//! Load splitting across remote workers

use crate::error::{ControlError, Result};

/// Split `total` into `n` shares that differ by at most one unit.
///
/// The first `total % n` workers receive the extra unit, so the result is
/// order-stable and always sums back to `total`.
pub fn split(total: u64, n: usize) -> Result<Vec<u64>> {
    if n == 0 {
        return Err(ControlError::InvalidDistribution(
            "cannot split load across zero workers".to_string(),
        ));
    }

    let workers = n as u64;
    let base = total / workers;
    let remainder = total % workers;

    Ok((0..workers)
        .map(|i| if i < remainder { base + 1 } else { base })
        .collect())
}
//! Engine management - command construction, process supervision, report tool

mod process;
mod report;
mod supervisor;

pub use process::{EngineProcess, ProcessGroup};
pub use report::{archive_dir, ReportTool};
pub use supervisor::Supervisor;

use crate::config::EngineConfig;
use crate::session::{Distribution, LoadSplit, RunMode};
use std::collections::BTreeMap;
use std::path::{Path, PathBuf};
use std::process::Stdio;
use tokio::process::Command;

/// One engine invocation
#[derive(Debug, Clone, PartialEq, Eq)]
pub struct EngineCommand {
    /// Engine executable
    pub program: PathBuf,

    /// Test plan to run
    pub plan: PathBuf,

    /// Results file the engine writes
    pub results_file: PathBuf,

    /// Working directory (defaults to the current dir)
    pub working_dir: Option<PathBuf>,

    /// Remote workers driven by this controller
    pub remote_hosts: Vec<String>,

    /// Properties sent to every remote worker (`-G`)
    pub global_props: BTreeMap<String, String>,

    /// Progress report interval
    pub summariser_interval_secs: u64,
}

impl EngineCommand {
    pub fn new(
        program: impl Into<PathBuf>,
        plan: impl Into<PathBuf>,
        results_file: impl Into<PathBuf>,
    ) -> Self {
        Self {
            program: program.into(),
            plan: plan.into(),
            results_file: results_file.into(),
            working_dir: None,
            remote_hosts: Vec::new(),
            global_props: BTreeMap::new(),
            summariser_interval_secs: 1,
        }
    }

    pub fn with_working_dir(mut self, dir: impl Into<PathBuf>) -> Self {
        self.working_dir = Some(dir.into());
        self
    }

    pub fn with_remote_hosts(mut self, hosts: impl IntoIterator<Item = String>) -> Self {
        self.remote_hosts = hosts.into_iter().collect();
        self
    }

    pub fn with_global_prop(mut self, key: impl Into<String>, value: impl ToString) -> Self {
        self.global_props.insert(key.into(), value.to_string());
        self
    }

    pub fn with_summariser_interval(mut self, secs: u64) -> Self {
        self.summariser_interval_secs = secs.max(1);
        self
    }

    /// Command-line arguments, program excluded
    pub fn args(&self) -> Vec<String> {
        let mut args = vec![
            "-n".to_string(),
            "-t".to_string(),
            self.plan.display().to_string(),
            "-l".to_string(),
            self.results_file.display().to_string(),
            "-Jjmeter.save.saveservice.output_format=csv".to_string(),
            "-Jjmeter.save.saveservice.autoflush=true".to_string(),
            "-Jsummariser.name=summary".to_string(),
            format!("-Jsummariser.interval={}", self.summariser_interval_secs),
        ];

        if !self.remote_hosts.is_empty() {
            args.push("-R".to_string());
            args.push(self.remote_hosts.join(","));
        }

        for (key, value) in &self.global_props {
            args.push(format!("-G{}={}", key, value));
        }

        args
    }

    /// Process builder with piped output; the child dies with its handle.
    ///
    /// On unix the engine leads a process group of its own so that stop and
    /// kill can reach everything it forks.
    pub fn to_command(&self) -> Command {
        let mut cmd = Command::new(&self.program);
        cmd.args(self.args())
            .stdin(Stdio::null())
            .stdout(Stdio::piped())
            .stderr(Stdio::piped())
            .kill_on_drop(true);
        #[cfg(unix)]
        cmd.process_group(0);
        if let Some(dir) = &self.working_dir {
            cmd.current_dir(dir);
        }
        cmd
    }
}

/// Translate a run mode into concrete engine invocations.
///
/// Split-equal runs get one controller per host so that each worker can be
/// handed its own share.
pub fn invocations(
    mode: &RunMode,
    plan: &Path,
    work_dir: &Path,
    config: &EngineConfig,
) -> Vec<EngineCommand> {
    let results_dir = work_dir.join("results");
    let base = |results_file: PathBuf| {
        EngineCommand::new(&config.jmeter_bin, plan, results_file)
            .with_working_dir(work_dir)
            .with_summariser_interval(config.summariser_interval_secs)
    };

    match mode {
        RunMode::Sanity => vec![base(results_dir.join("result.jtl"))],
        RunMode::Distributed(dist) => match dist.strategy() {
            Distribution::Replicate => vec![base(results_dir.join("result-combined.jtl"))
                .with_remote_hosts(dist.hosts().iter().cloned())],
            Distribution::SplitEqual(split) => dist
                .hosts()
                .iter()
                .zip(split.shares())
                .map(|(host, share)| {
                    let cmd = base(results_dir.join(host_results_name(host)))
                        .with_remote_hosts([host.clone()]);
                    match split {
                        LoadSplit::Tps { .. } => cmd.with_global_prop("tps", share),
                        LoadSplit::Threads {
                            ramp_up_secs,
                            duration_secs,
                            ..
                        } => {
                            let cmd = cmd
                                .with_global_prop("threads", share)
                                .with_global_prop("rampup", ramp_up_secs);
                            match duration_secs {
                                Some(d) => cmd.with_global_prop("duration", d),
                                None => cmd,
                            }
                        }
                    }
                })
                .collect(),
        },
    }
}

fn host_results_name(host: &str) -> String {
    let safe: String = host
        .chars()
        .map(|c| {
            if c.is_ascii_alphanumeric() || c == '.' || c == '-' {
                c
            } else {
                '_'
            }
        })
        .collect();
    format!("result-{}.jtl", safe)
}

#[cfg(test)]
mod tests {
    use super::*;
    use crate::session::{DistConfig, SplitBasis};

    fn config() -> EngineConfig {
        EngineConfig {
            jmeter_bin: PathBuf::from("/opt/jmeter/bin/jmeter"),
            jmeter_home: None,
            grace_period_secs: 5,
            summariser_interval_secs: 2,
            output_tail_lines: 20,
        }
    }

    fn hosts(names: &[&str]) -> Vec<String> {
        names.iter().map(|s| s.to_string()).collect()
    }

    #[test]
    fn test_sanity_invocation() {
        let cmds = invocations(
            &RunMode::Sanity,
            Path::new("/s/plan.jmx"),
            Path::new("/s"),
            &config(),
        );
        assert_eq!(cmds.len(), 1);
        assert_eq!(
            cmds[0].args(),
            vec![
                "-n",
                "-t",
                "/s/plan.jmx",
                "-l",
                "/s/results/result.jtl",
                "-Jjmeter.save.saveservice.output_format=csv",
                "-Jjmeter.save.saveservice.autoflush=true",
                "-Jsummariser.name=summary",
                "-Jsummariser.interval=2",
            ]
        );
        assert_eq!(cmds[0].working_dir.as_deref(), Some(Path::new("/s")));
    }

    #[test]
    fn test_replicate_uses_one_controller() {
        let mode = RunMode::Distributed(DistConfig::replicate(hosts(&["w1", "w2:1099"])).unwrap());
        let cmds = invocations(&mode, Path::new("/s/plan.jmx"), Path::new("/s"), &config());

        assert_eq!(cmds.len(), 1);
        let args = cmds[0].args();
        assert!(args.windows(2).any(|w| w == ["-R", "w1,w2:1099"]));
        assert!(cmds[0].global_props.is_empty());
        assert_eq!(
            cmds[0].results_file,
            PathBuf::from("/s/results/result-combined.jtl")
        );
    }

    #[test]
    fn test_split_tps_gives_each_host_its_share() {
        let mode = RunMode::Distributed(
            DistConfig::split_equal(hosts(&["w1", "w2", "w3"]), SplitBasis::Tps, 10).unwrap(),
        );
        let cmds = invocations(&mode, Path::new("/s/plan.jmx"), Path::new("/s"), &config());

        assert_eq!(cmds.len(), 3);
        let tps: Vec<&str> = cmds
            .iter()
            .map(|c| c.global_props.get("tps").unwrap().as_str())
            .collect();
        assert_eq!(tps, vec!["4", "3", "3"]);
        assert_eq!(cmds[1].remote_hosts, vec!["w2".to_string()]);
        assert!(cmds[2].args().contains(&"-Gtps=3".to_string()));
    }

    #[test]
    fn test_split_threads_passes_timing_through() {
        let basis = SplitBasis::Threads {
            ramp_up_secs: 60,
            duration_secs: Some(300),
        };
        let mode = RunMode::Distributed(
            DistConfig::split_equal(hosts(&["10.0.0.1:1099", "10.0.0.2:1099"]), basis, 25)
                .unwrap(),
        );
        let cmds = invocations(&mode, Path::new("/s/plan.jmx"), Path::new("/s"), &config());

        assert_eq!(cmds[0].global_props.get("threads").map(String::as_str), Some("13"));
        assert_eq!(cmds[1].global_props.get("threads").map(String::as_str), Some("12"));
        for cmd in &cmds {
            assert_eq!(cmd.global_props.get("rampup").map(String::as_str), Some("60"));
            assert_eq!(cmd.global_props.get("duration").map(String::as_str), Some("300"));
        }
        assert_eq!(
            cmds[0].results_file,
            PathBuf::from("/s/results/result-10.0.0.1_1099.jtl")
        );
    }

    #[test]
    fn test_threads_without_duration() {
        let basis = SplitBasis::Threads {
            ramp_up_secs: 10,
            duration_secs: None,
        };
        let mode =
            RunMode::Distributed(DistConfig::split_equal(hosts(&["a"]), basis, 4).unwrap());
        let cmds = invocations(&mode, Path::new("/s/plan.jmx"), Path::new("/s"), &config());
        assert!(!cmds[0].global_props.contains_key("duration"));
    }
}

┄┄┄┄┄┄┄┄┄┄┄┄┄┄┄┄┄┄┄┄

What is being asked » In how many lines of the records does the string "display" occur? Answer with the number alone.

Result of this task » 2